### [PROBLEM REQUIREMENTS]
Could you copy each line of the listing that holds "RequestFields"?

-.-.-

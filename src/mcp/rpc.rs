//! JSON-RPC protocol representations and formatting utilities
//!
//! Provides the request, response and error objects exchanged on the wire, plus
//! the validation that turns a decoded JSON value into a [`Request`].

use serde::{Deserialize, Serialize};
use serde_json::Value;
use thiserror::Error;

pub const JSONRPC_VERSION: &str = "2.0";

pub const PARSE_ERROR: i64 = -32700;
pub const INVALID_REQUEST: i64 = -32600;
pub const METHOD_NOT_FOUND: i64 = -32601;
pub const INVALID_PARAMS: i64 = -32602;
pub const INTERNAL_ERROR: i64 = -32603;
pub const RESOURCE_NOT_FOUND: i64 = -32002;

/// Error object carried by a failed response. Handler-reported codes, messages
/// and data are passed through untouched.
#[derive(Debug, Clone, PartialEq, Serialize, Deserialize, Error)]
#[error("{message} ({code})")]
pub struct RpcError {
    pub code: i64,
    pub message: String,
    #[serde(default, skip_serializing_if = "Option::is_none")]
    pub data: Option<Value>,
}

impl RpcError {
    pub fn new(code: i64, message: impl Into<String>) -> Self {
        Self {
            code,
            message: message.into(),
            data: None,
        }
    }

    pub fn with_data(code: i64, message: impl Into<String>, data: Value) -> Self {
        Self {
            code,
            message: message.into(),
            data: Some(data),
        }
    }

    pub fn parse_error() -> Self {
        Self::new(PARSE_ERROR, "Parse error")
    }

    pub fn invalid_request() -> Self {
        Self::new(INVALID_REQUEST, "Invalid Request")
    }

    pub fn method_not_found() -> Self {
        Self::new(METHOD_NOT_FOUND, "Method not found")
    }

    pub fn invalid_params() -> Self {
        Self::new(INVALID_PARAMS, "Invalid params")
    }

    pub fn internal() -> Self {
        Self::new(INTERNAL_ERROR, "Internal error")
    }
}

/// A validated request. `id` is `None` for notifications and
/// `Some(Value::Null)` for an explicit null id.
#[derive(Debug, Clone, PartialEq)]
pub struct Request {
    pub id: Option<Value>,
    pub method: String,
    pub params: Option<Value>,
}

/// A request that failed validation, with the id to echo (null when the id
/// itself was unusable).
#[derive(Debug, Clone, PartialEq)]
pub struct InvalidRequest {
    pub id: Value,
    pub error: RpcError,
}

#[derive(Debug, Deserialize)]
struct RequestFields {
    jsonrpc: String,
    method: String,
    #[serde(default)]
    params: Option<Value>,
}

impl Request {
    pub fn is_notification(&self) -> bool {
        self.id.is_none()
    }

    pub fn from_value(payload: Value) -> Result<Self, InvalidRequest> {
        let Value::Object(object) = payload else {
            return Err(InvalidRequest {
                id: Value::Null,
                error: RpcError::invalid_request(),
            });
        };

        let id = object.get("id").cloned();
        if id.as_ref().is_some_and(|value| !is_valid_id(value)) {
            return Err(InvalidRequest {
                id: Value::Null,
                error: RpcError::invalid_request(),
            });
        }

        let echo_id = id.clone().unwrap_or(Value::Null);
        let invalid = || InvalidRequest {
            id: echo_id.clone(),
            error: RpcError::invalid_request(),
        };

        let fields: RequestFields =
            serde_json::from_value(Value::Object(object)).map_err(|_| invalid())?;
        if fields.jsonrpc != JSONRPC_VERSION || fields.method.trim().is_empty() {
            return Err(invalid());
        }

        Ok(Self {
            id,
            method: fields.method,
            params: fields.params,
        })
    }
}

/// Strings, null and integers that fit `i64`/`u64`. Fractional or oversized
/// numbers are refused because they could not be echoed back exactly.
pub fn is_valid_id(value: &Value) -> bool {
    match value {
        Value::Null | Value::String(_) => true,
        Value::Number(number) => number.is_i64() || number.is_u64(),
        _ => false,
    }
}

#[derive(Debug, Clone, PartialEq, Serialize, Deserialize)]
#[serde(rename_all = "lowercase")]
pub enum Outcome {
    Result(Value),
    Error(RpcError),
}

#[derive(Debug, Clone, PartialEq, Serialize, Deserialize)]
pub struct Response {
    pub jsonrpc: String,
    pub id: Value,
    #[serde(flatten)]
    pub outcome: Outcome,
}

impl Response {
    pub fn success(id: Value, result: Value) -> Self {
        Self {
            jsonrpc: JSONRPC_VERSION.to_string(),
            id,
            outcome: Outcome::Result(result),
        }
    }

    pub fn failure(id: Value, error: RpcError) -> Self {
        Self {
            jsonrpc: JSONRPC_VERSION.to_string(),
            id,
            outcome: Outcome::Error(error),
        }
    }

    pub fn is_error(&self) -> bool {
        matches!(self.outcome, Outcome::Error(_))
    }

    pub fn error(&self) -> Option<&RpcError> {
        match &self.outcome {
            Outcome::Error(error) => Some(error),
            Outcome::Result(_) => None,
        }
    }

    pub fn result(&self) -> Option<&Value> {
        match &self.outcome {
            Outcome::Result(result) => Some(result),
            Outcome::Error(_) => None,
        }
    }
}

-.-.-

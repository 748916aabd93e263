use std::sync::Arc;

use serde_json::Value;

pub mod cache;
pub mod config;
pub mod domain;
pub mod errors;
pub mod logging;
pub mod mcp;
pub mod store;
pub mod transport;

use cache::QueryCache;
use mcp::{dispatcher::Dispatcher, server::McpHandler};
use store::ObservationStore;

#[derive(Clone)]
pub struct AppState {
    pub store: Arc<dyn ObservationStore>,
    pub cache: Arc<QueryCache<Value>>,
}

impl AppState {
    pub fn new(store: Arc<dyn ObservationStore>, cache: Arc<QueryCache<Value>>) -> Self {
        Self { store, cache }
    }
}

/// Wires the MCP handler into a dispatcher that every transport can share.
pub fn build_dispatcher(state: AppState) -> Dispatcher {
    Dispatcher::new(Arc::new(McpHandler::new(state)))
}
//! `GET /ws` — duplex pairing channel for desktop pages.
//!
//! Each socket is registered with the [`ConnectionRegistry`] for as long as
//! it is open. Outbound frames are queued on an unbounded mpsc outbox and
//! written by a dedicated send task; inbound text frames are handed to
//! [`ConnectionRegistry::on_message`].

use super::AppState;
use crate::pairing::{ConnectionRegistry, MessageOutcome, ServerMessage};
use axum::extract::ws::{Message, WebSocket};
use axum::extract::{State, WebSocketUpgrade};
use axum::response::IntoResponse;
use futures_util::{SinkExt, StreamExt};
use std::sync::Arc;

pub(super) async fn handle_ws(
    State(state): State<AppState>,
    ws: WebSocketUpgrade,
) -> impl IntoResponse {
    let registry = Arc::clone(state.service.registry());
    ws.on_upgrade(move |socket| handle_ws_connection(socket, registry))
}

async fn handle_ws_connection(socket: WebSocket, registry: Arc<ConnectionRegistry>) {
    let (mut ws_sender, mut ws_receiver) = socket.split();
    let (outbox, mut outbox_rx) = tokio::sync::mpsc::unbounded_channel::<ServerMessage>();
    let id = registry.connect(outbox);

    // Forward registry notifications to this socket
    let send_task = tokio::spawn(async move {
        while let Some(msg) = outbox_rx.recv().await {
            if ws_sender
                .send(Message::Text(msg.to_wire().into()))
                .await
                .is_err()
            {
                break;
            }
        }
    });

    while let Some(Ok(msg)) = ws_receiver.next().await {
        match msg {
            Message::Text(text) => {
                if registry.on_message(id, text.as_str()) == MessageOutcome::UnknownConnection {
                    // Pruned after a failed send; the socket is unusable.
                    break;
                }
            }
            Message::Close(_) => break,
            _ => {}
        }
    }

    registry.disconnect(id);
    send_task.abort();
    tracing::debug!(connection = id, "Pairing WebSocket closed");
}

-.-.-

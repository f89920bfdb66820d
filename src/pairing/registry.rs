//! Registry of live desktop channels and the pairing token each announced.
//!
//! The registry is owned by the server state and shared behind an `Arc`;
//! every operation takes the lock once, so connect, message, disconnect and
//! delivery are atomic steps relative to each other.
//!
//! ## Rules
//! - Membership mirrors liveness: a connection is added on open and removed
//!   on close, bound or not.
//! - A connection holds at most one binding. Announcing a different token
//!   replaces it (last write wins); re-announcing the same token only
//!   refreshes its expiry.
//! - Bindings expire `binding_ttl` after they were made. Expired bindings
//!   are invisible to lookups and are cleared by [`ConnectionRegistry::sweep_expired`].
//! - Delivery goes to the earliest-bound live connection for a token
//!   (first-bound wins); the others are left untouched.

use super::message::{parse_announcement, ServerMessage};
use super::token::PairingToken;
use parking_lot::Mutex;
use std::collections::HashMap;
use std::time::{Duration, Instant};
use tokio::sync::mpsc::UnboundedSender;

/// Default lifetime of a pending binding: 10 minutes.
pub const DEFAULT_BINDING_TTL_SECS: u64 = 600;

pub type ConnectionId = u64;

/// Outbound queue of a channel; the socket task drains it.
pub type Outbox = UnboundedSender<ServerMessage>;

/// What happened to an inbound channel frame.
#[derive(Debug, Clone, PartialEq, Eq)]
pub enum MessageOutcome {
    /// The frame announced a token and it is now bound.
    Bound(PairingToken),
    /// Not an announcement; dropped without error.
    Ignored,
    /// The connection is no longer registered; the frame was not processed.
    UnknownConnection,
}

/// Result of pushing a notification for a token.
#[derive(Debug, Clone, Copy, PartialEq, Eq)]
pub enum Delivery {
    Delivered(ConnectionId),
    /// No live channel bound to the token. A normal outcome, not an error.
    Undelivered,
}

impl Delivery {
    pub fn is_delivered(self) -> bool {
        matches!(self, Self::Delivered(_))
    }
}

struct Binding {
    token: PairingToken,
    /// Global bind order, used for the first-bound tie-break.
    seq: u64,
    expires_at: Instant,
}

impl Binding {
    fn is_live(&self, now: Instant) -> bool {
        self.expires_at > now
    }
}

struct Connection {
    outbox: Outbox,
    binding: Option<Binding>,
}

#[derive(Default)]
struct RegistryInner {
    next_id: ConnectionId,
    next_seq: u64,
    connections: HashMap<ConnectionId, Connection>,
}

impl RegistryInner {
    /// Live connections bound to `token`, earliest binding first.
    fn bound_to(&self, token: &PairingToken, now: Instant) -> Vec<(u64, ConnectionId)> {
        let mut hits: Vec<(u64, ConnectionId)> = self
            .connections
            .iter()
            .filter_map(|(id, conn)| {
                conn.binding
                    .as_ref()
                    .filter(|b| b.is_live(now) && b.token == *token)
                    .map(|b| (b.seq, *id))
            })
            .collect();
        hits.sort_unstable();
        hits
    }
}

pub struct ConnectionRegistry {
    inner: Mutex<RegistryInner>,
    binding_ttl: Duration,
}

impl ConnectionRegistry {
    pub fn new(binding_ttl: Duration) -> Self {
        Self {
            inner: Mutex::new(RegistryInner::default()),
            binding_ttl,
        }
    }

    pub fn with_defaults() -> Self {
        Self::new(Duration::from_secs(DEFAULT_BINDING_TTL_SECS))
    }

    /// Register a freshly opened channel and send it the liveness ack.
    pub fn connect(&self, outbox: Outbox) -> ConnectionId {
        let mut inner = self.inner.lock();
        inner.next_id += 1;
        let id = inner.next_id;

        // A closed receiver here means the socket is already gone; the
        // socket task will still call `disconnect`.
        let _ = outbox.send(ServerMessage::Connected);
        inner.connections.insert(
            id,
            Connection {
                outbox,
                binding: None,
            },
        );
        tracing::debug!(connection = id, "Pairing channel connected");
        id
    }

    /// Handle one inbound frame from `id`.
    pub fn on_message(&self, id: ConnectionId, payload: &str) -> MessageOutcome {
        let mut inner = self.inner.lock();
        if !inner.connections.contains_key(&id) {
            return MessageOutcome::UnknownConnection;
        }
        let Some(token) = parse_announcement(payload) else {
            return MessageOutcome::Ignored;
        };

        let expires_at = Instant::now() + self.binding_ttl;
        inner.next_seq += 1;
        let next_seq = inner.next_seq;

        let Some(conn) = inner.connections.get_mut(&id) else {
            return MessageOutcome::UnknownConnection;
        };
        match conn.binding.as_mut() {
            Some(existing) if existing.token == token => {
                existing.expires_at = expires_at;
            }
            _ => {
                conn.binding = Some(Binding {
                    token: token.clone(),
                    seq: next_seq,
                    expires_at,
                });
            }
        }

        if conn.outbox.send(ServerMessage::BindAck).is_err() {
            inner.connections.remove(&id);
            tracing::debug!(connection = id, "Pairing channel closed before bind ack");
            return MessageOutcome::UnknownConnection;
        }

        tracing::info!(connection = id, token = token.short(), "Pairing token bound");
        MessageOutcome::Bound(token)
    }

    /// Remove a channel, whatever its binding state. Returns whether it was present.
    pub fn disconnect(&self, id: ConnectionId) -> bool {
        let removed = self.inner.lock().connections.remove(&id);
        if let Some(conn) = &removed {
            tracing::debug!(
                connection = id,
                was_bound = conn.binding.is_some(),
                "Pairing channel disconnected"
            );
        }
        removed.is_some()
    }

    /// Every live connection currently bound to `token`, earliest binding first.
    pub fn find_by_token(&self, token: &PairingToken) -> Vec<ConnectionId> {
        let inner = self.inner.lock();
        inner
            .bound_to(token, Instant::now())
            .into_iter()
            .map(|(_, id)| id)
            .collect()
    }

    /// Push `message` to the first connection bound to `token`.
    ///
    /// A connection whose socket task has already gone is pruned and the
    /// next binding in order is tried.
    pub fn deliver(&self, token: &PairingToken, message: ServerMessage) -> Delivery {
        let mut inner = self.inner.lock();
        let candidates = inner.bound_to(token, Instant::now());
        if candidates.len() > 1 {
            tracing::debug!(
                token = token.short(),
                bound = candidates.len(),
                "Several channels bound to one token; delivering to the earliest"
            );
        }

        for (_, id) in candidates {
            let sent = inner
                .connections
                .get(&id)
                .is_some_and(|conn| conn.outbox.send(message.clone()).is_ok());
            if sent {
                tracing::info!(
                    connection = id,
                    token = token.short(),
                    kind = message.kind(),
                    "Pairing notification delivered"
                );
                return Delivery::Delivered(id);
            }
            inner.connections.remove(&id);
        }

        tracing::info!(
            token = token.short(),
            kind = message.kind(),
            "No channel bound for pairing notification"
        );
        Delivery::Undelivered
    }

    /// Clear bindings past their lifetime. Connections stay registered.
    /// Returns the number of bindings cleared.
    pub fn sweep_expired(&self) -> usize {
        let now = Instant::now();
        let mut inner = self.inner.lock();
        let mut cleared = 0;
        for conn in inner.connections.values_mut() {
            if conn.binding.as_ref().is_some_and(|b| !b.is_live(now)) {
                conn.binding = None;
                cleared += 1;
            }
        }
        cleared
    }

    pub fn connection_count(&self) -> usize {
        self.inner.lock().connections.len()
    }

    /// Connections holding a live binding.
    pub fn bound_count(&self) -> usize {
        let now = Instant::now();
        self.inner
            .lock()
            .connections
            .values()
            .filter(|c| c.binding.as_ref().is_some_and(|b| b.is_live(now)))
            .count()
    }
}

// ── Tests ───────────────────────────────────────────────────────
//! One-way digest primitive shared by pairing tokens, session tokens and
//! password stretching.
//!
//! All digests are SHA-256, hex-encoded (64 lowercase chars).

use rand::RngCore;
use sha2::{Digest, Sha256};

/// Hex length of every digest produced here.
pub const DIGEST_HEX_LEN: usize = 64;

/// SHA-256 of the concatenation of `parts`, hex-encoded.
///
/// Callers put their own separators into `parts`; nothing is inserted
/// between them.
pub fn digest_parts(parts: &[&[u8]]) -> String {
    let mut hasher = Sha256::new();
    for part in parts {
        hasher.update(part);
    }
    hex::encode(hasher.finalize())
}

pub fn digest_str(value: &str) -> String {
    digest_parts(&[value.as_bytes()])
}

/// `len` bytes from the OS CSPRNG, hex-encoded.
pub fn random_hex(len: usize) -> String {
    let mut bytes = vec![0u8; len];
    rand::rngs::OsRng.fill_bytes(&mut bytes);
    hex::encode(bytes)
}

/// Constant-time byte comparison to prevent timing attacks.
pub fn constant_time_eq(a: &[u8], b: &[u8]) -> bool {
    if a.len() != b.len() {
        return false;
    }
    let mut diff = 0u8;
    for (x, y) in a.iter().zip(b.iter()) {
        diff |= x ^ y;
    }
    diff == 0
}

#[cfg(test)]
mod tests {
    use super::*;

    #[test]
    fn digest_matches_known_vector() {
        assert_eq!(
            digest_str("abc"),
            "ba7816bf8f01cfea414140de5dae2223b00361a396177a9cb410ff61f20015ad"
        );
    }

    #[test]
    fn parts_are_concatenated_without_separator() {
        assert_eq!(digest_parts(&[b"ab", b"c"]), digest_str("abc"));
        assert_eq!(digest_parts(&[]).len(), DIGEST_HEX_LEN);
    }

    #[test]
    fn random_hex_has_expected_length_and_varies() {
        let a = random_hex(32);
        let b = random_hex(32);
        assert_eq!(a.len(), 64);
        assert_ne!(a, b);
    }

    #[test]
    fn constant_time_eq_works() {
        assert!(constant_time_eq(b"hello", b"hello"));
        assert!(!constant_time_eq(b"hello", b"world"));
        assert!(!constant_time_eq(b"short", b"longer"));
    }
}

-.-.-

### [WRITTEN ANSWER]
struct RequestFields {
        let fields: RequestFields =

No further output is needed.